Print word for word the first line of the records below and every following line through the one containing "Individual file read"; print nothing else.

Stored data:
========================
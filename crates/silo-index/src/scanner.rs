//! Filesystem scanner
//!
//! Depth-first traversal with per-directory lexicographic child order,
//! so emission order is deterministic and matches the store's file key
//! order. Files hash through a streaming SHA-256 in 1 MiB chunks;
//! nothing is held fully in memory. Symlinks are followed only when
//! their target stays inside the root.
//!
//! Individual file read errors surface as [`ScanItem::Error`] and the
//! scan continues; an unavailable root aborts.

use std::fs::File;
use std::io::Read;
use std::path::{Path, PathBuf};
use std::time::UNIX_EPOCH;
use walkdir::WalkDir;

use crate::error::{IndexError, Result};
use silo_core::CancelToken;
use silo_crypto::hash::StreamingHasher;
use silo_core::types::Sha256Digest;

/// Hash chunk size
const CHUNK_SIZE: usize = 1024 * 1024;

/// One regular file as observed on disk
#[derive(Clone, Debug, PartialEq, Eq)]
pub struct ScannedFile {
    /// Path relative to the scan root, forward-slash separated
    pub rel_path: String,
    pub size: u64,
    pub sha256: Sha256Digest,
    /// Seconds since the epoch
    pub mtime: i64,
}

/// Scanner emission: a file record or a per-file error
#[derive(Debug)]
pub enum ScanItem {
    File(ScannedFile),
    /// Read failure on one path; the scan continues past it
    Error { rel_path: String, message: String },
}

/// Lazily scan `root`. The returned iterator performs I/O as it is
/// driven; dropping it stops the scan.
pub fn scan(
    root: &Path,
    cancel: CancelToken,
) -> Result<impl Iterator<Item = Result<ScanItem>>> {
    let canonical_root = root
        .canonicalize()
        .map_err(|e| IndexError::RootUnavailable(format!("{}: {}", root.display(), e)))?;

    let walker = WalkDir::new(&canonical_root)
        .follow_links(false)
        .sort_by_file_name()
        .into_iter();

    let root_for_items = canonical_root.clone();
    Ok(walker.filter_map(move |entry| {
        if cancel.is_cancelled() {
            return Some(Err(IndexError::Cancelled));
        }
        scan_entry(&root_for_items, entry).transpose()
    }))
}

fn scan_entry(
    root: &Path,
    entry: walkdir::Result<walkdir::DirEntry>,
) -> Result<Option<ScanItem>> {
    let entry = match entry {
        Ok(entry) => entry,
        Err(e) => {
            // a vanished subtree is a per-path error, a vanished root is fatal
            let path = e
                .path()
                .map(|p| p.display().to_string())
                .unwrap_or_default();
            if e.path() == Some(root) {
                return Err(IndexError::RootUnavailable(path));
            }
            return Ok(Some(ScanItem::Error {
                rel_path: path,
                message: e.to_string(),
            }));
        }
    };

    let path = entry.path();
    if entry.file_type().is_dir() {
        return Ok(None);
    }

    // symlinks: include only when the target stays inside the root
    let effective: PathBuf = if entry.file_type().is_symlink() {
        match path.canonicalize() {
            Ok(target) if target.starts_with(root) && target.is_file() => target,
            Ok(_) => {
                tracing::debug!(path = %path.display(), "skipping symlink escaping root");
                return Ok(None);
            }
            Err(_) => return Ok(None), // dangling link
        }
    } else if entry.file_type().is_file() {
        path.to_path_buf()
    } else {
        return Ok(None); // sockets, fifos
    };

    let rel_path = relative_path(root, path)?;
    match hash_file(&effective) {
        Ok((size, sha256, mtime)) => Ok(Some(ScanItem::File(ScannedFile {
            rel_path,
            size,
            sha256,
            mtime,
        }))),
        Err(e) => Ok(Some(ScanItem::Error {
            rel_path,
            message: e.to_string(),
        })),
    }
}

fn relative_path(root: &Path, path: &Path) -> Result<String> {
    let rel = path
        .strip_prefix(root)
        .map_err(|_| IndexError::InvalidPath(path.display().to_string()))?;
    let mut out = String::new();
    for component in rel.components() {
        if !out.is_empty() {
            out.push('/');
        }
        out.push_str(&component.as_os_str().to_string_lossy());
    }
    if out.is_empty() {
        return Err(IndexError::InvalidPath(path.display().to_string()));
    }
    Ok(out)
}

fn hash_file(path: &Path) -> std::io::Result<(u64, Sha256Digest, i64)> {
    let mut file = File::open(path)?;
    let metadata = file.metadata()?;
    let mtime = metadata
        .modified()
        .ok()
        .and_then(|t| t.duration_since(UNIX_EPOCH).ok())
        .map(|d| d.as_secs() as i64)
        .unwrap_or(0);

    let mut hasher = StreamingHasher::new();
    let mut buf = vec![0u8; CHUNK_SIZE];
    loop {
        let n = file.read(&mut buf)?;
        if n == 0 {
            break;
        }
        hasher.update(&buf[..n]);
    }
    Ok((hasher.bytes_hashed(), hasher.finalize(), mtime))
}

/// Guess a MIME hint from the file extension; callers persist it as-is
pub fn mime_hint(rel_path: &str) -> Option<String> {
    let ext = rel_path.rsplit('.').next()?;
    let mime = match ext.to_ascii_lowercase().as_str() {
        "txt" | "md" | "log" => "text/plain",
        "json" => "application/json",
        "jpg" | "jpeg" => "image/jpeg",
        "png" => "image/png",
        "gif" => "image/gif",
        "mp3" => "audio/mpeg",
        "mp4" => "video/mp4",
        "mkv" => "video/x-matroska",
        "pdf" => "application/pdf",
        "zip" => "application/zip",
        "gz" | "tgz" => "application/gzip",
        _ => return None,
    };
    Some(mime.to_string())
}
========================
PROBLEM SOLUTION:
filename crates/silo-index/src/scanner.rs
//! Filesystem scanner
//!
//! Depth-first traversal with per-directory lexicographic child order,
//! so emission order is deterministic and matches the store's file key
//! order. Files hash through a streaming SHA-256 in 1 MiB chunks;
//! nothing is held fully in memory. Symlinks are followed only when
//! their target stays inside the root.
//!
//! Individual file read errors surface as [`ScanItem::Error`] and the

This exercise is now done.